In the aftermath the terrorist attacks against the
United States in September 2001, President George W. Bush warned of the
consequences of terrorist groups or rogue states of acquiring nuclear
materials. At the time, top White House officials warned: “The problem here is
that there will always be some uncertainty about how quickly [Iraq] can acquire
nuclear weapons. But we don't want the smoking gun to be a mushroom cloud.”
It is ironic that the overthrow of Saddam Hussein’s regime
in 2003 was predicated on the basis of preventing Iraq from developing nuclear
weapons or providing nuclear materials to terrorist groups that could then be
used in a so-called ‘dirty bomb’, which is designed to spread nuclear materials
by combining it with a conventional explosive.
The irony is that the instability the US-led invasion of
Iraq created has helped contribute to the emergence of the fierce Islamic
militant organization, Islamic State of Iraq and Syria (ISIS)—or simply the
Islamic State—which now controls vast swathes of territory stretching from
western Syria to northern Iraq.
Unexpectedly, the ISIS takeover of vast swathes of northern Iraq has raised
the possibility of the very situation that the Bush administration warned of.

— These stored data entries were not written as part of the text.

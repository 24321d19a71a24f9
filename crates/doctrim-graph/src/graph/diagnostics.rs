//! Recoverable problems found while building the graph.

use std::fmt;
use std::path::PathBuf;

use serde::Serialize;

use crate::file_id::FileId;
use crate::resolver::ResolutionError;
use crate::scanner::ReferenceKind;

/// A reference whose target is neither a discovered document nor an existing file.
#[derive(Debug, Clone, PartialEq, Eq, Serialize)]
pub struct DanglingReference {
    pub source: FileId,
    pub line: usize,
    pub kind: ReferenceKind,
    /// Target as written
    pub target: String,
    /// Where the target was looked for
    pub resolved: PathBuf,
}

impl fmt::Display for DanglingReference {
    fn fmt(&self, f: &mut fmt::Formatter<'_>) -> fmt::Result {
        write!(
            f,
            "{}:{}: '{}' not found ({})",
            self.source,
            self.line,
            self.target,
            self.resolved.display()
        )
    }
}

/// A reference that could not be resolved into a project path.
#[derive(Debug, Clone, PartialEq, Eq, Serialize)]
pub struct ResolutionWarning {
    pub source: FileId,
    pub line: usize,
    pub target: String,
    #[serde(serialize_with = "serialize_display")]
    pub error: ResolutionError,
}

impl fmt::Display for ResolutionWarning {
    fn fmt(&self, f: &mut fmt::Formatter<'_>) -> fmt::Result {
        write!(f, "{}:{}: {}", self.source, self.line, self.error)
    }
}

/// A document that could not be read; it stays in the graph with no references.
#[derive(Debug, Clone, PartialEq, Eq, Serialize)]
pub struct ReadFailure {
    pub path: FileId,
    pub error: String,
}

impl fmt::Display for ReadFailure {
    fn fmt(&self, f: &mut fmt::Formatter<'_>) -> fmt::Result {
        write!(f, "{}: {}", self.path, self.error)
    }
}

fn serialize_display<T: fmt::Display, S: serde::Serializer>(
    value: &T,
    serializer: S,
) -> Result<S::Ok, S::Error> {
    serializer.collect_str(value)
}
//! In-memory reference graph.
//!
//! `ReferenceGraph` is a plain hash-map graph: documents are nodes, toctree and
//! include references are document edges, and image/figure/download references
//! are asset edges with a reverse index from each asset to the documents that
//! use it. The graph is built once per run and only read afterwards.

mod construction;
mod diagnostics;
mod queries;

pub use diagnostics::{DanglingReference, ReadFailure, ResolutionWarning};
pub use queries::GraphStats;

use std::path::{Path, PathBuf};

use rustc_hash::{FxHashMap, FxHashSet};

use crate::file_id::FileId;
use crate::scanner::ReferenceKind;

/// A document-to-document edge.
#[derive(Debug, Clone, PartialEq, Eq, Hash)]
pub struct DocumentEdge {
    pub target: FileId,
    /// `ChildDocument` or `Include`
    pub kind: ReferenceKind,
}

/// Reference graph for one documentation project.
#[derive(Debug, Clone)]
pub struct ReferenceGraph {
    pub(crate) root: PathBuf,
    pub(crate) documents: FxHashSet<FileId>,
    /// Documents kept out of the analysis by include/exclude filters. Still
    /// scanned, never deleted.
    pub(crate) protected: FxHashSet<FileId>,
    pub(crate) document_edges: FxHashMap<FileId, Vec<DocumentEdge>>,
    pub(crate) asset_edges: FxHashMap<FileId, Vec<FileId>>,
    pub(crate) asset_referrers: FxHashMap<FileId, FxHashSet<FileId>>,
    pub(crate) dangling: Vec<DanglingReference>,
    pub(crate) warnings: Vec<ResolutionWarning>,
    pub(crate) read_failures: Vec<ReadFailure>,
}

impl ReferenceGraph {
    /// Create an empty graph for the project rooted at `root`.
    pub fn new(root: impl AsRef<Path>) -> Self {
        Self {
            root: FileId::new(root).into_path(),
            documents: FxHashSet::default(),
            protected: FxHashSet::default(),
            document_edges: FxHashMap::default(),
            asset_edges: FxHashMap::default(),
            asset_referrers: FxHashMap::default(),
            dangling: Vec::new(),
            warnings: Vec::new(),
            read_failures: Vec::new(),
        }
    }

    /// Project root every path in the graph lives under.
    pub fn root(&self) -> &Path {
        &self.root
    }
}
//! Applying a deletion plan.

use std::path::{Path, PathBuf};

use rustc_hash::FxHashSet;
use serde::Serialize;
use tracing::{debug, info, warn};

use crate::file_id::FileId;
use crate::plan::DeletionPlan;
use crate::runtime::Runtime;

/// Whether the executor touches the disk.
#[derive(Debug, Clone, Copy, PartialEq, Eq, Default, Serialize)]
#[serde(rename_all = "kebab-case")]
pub enum Mode {
    #[default]
    Apply,
    DryRun,
}

#[derive(Debug, Clone, Copy, Default, PartialEq, Eq)]
pub struct ExecuteOptions {
    /// Remove directories left empty by the deletions (never the project root)
    pub prune_empty_dirs: bool,
}

/// A path the executor failed to delete.
#[derive(Debug, Clone, PartialEq, Eq, Serialize)]
pub struct FailedDeletion {
    pub path: PathBuf,
    pub error: String,
}

/// Per-path outcome of executing a plan.
#[derive(Debug, Clone, Default, PartialEq, Eq, Serialize)]
pub struct ExecutionReport {
    pub dry_run: bool,
    pub deleted: Vec<FileId>,
    pub already_absent: Vec<FileId>,
    pub failed: Vec<FailedDeletion>,
    /// Directories removed, or in a dry run the ones that would be
    pub pruned_dirs: Vec<PathBuf>,
}

impl ExecutionReport {
    /// True when nothing failed.
    pub fn is_success(&self) -> bool {
        self.failed.is_empty()
    }
}

/// Execute `plan` against `runtime`.
///
/// In [`Mode::DryRun`] nothing is touched; the report only carries the flag
/// and, with pruning enabled, the directories the plan would empty. In [`Mode::Apply`] entries are deleted in plan order; a file that
/// is already gone counts as success, any other failure is recorded and the
/// loop moves on to the next entry.
pub fn execute<R>(plan: &DeletionPlan, mode: Mode, runtime: &R, options: &ExecuteOptions) -> ExecutionReport
where
    R: Runtime + ?Sized,
{
    let mut report = ExecutionReport {
        dry_run: mode == Mode::DryRun,
        ..ExecutionReport::default()
    };

    if mode == Mode::DryRun {
        if options.prune_empty_dirs {
            let planned: Vec<FileId> = plan.entries().iter().map(|entry| entry.path.clone()).collect();
            report.pruned_dirs = prune_empty_dirs(plan.root(), &planned, runtime, true);
        }
        info!(
            entries = plan.len(),
            pruned_dirs = report.pruned_dirs.len(),
            "dry run, nothing deleted"
        );
        return report;
    }

    for entry in plan.entries() {
        match runtime.remove_file(entry.path.as_path()) {
            Ok(()) => {
                debug!(path = %entry.path, kind = ?entry.kind, "deleted");
                report.deleted.push(entry.path.clone());
            }
            Err(err) if err.is_not_found() => {
                debug!(path = %entry.path, "already absent");
                report.already_absent.push(entry.path.clone());
            }
            Err(err) => {
                warn!(path = %entry.path, error = %err, "failed to delete");
                report.failed.push(FailedDeletion {
                    path: entry.path.as_path().to_path_buf(),
                    error: err.to_string(),
                });
            }
        }
    }

    if options.prune_empty_dirs {
        report.pruned_dirs = prune_empty_dirs(plan.root(), &report.deleted, runtime, false);
    }

    info!(
        deleted = report.deleted.len(),
        already_absent = report.already_absent.len(),
        failed = report.failed.len(),
        pruned_dirs = report.pruned_dirs.len(),
        "deletion finished"
    );

    report
}

/// Remove directories emptied by removing `removed`, deepest first.
///
/// With `simulate` set nothing is touched: a directory counts as emptied when
/// every child is either in `removed` or an emptied directory itself.
fn prune_empty_dirs<R>(root: &Path, removed: &[FileId], runtime: &R, simulate: bool) -> Vec<PathBuf>
where
    R: Runtime + ?Sized,
{
    let mut candidates: FxHashSet<PathBuf> = FxHashSet::default();
    for file in removed {
        let mut current = file.as_path().parent();
        while let Some(dir) = current {
            if dir == root || !dir.starts_with(root) {
                break;
            }
            candidates.insert(dir.to_path_buf());
            current = dir.parent();
        }
    }

    let mut candidates: Vec<PathBuf> = candidates.into_iter().collect();
    candidates.sort_by(|a, b| {
        b.components()
            .count()
            .cmp(&a.components().count())
            .then_with(|| a.cmp(b))
    });

    let mut gone: FxHashSet<PathBuf> = removed.iter().map(|file| file.as_path().to_path_buf()).collect();
    let mut pruned = Vec::new();

    for dir in candidates {
        if !runtime.is_dir(&dir) {
            continue;
        }
        match runtime.read_dir(&dir) {
            Ok(children) if children.iter().all(|child| gone.contains(child)) => {}
            Ok(_) => continue,
            Err(err) => {
                debug!(dir = %dir.display(), error = %err, "cannot list directory, leaving it");
                continue;
            }
        }

        if simulate {
            debug!(dir = %dir.display(), "would remove empty directory");
        } else if let Err(err) = runtime.remove_dir(&dir) {
            warn!(dir = %dir.display(), error = %err, "failed to remove empty directory");
            continue;
        } else {
            debug!(dir = %dir.display(), "removed empty directory");
        }
        gone.insert(dir.clone());
        pruned.push(dir);
    }

    pruned
}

According to a July 8 letter from Iraq’s Ambassador to the United Nations,
Mohamed Ali Alhakim, to UN Secretary-General Ban Ki-moon, of which Reuters
obtained a copy, when ISIS militants seized the northern Iraqi city of Mosul,
the country’s third largest city, in early June 2014, it managed to acquire nearly
40 kg (88 pounds) of “low grade” uranium compounds used for scientific research
at the University of Mosul.
According to the BBC, Alhakim wrote, “Terrorist groups have
seized control of nuclear material at the sites that came out of the control of
the [Iraqi] state.” He added: “These nuclear materials, despite the limited
amounts mentioned, can enable terrorist groups, with the availability of the
required expertise, to use it separately or in combination with other materials
in its terrorist acts.”
As dire as this may seem, the International Atomic Energy
Agency (IAEA) and the international community have tempered their responses.
“On the basis of the initial information we believe the material involved is
low grade and would not present a significant safety, security or nuclear
proliferation risk,” IAEA spokeswoman Gill Tudor said. “Nevertheless, any loss
of regulatory control over nuclear and other radioactive materials is a cause
for concern.”
Significantly, the loss of the nuclear materials has not raised alarm among nuclear proliferation experts. According to Olli Heinonen, a former IAEA chief inspector, the materials from the university were not suitable for a dirty bomb and did not seem to pose a threat to international security.
He said the uranium compounds were likely laboratory chemicals or
radiation shielding, consisting of natural or depleted uranium. He told
Reuters, “You cannot make a nuclear explosive from this amount, but all uranium
compounds are poisonous”.
Even so, the international community expressed alarm about
the stealing of nuclear materials. According to the Voice of Russia, a Foreign
Ministry official, Alexander Lukashevich, told reporters, “We are extremely
concerned about the transition of this important facility into the hands of
militants that not only leads to breakdown of deadlines for destruction of the
Iraqi chemical weapons agreed upon with the [Organisation for the Prohibition
of Chemical Weapons], but also represents a serious threat from the point of
view of a possible use of the seized materials by extremists not only in Iraq
but also in the neighboring countries, including Syria.”
A State Department spokeswoman, Jen Psaki, downplayed
concern over the uranium. “I would point you to the comments and the statement
made by the IAEA today, that they believe the material involved to be low-grade
and not presenting a significant safety, security, or nuclear proliferation
risk,” adding, “of course, [the IAEA is] the appropriate identity to make any
decision about whether there is a risk or concern, but it doesn’t seem that is
the case at this point in time.”
In the end, it seems unlikely that ISIS’s theft of the nuclear materials pose a direct threat to international security. Even so, the collapse of both the Iraqi and Syrian states pose significant new challenges to the international community and the risk of proliferation, far greater than any that existed in the immediate aftermath of 9/11.